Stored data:
________

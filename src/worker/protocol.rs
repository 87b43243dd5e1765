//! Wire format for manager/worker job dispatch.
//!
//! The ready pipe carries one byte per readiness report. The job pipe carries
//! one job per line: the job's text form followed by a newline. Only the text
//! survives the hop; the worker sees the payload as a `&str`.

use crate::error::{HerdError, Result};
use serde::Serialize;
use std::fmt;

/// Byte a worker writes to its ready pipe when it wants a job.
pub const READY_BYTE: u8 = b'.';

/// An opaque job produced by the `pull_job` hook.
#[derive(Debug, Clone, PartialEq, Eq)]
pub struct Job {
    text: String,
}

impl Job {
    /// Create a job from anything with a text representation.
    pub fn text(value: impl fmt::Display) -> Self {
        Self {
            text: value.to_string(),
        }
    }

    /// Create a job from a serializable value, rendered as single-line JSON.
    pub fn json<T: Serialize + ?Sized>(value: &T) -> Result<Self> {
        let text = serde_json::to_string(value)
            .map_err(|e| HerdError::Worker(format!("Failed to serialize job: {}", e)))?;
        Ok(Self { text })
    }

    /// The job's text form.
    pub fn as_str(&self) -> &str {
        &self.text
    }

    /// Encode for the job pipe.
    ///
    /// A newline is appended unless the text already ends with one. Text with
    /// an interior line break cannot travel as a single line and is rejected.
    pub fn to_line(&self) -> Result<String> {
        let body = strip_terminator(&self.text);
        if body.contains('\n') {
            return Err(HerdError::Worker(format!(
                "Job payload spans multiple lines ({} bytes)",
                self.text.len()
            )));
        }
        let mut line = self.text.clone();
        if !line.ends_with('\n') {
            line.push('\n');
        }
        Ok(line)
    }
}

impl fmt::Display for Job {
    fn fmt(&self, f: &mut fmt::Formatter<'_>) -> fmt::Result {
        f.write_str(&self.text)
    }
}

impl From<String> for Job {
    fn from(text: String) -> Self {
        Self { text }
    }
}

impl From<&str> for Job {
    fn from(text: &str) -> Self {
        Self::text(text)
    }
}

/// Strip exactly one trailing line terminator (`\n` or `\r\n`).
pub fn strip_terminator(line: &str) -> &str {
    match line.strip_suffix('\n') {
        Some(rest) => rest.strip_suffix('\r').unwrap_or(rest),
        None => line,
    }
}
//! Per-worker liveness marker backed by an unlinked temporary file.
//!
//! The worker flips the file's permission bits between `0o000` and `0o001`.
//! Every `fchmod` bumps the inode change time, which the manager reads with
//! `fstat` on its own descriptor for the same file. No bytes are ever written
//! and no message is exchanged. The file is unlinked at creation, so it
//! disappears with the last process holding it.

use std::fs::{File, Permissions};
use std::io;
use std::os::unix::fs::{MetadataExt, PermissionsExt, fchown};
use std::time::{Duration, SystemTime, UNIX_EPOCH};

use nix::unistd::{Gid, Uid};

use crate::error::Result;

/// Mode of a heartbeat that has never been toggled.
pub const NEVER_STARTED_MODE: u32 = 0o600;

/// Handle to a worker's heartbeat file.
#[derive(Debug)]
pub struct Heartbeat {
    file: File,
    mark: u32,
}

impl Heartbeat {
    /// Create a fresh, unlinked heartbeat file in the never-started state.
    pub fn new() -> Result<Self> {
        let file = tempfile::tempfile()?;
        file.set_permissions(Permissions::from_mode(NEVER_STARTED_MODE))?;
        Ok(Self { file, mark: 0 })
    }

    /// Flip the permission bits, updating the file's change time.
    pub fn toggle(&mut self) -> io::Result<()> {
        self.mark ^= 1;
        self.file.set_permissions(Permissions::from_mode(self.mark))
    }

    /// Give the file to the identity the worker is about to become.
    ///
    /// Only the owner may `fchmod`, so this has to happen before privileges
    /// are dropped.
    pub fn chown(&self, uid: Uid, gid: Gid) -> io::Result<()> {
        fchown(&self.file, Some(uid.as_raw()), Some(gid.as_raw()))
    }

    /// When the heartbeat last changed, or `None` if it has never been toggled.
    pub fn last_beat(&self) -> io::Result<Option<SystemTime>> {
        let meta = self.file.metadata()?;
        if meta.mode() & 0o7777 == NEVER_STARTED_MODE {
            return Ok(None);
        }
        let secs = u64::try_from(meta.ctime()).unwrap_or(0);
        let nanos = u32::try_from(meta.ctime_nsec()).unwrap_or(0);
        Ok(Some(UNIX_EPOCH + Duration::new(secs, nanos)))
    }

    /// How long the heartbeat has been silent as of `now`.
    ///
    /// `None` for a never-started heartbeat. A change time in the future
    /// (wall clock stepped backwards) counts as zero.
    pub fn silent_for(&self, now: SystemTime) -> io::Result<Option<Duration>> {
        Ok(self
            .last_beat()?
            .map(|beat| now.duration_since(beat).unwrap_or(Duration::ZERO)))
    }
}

________

**Work to complete**. Give again, word for word, the records from their first line to the one with "pub fn json<T: Serialize", and leave out all else.

**Completed exercise**.
filename src/worker/protocol.rs
repository 87b43243dd5e1765
//! Wire format for manager/worker job dispatch.
//!
//! The ready pipe carries one byte per readiness report. The job pipe carries
//! one job per line: the job's text form followed by a newline. Only the text
//! survives the hop; the worker sees the payload as a `&str`.

use crate::error::{HerdError, Result};
use serde::Serialize;
use std::fmt;

/// Byte a worker writes to its ready pipe when it wants a job.
pub const READY_BYTE: u8 = b'.';

/// An opaque job produced by the `pull_job` hook.
#[derive(Debug, Clone, PartialEq, Eq)]
pub struct Job {
    text: String,
}

impl Job {
    /// Create a job from anything with a text representation.
    pub fn text(value: impl fmt::Display) -> Self {
        Self {
            text: value.to_string(),
        }
    }

    /// Create a job from a serializable value, rendered as single-line JSON.
    pub fn json<T: Serialize + ?Sized>(value: &T) -> Result<Self> {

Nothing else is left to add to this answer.